Preheat your oven to 450°F (232°C) and place a pizza stone or baking sheet inside to heat up.

2

Slice the eggplant into 1/4-inch thick rounds. Lay the slices on a baking sheet, drizzle with 2 tablespoons of olive oil, and sprinkle with 1/2 teaspoon of salt and 1/4 teaspoon of black pepper. Roast in the oven for 10-12 minutes, flipping halfway through, until tender and slightly golden. Set aside.

3

Lightly flour a clean surface and roll out the pizza dough into a 12-inch circle.
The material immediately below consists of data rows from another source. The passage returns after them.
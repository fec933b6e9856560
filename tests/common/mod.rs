//! Shared helpers: an in-memory engine and small game builders.
#![allow(dead_code)]

use go_core::{BoardPoint, Color, GameMetadata, GameRecord, Move};
use review_worker::commands::{AnalyzeRequest, CommitRequest};
use review_worker::engine::{AnalysisEngine, Candidate, CandidateSet, CandidateStats};
use review_worker::error::ReviewError;

pub fn pt(s: &str) -> BoardPoint {
    s.parse().unwrap()
}

/// Point from 1-based (column, row).
pub fn at(column: u8, row: u8) -> BoardPoint {
    BoardPoint::new(column, row).unwrap()
}

pub fn cand(point: BoardPoint, win_rate: f64, visit_share: f64, lcb: f64) -> Candidate {
    Candidate {
        point,
        stats: CandidateStats {
            win_rate,
            visit_share,
            lcb,
        },
    }
}

pub fn game(moves: Vec<Move>) -> GameRecord {
    GameRecord {
        metadata: GameMetadata {
            black: "Alice".to_string(),
            white: "Bob".to_string(),
            ..GameMetadata::default()
        },
        setup: vec![],
        moves,
    }
}

/// `n` alternating moves on distinct points, Black first.
pub fn long_game(n: usize) -> GameRecord {
    let moves = (0..n)
        .map(|i| {
            let color = if i % 2 == 0 { Color::Black } else { Color::White };
            Move::play(color, at((i % 19) as u8 + 1, (i / 19 % 19) as u8 + 1))
        })
        .collect();
    game(moves)
}

/// What the stub sees when asked to analyze.
pub struct Query<'a> {
    /// Human move of the ply being reviewed.
    pub human: BoardPoint,
    pub request: &'a AnalyzeRequest,
    /// Analyze calls made so far, this one excluded.
    pub call: usize,
}

type Responder = Box<dyn FnMut(&Query<'_>) -> Result<CandidateSet, ReviewError>>;

/// In-memory engine. Knows the game's human moves so responders can
/// include or withhold them; the current ply advances on every commit.
pub struct StubEngine {
    humans: Vec<BoardPoint>,
    respond: Responder,
    setup_left: usize,
    pub ply: usize,
    pub requests: Vec<AnalyzeRequest>,
    pub commits: Vec<CommitRequest>,
}

impl StubEngine {
    pub fn new(
        record: &GameRecord,
        respond: impl FnMut(&Query<'_>) -> Result<CandidateSet, ReviewError> + 'static,
    ) -> Self {
        Self {
            humans: record.moves.iter().filter_map(Move::point).collect(),
            respond: Box::new(respond),
            setup_left: record.setup.len(),
            ply: 0,
            requests: Vec::new(),
            commits: Vec::new(),
        }
    }
}

impl AnalysisEngine for StubEngine {
    async fn analyze(&mut self, request: &AnalyzeRequest) -> Result<CandidateSet, ReviewError> {
        let query = Query {
            human: self.humans[self.ply],
            request,
            call: self.requests.len(),
        };
        let result = (self.respond)(&query);
        self.requests.push(request.clone());
        result
    }

    async fn commit(&mut self, commit: &CommitRequest) -> Result<(), ReviewError> {
        self.commits.push(*commit);
        if self.setup_left > 0 {
            self.setup_left -= 1;
        } else {
            self.ply += 1;
        }
        Ok(())
    }
}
Dust a pizza peel or the back of a baking sheet with cornmeal and transfer the rolled-out dough onto it.

4

Spread the pesto sauce evenly over the pizza dough, leaving a small border around the edges for the crust.

5

Distribute the shredded mozzarella cheese across the pizza, followed by the roasted eggplant slices.

6

Crumble the goat cheese over the top and scatter the halved cherry tomatoes evenly.

7

Brush the edges of the pizza crust with the remaining 1 tablespoon of olive oil for a golden finish.

8

Carefully slide the pizza onto the preheated stone or baking sheet and bake for 12-15 minutes, or until the crust is golden and crispy and the cheese is bubbling.

9

Remove the pizza from the oven and let it cool for 2-3 minutes. Sprinkle fresh basil leaves over the top before slicing and serving.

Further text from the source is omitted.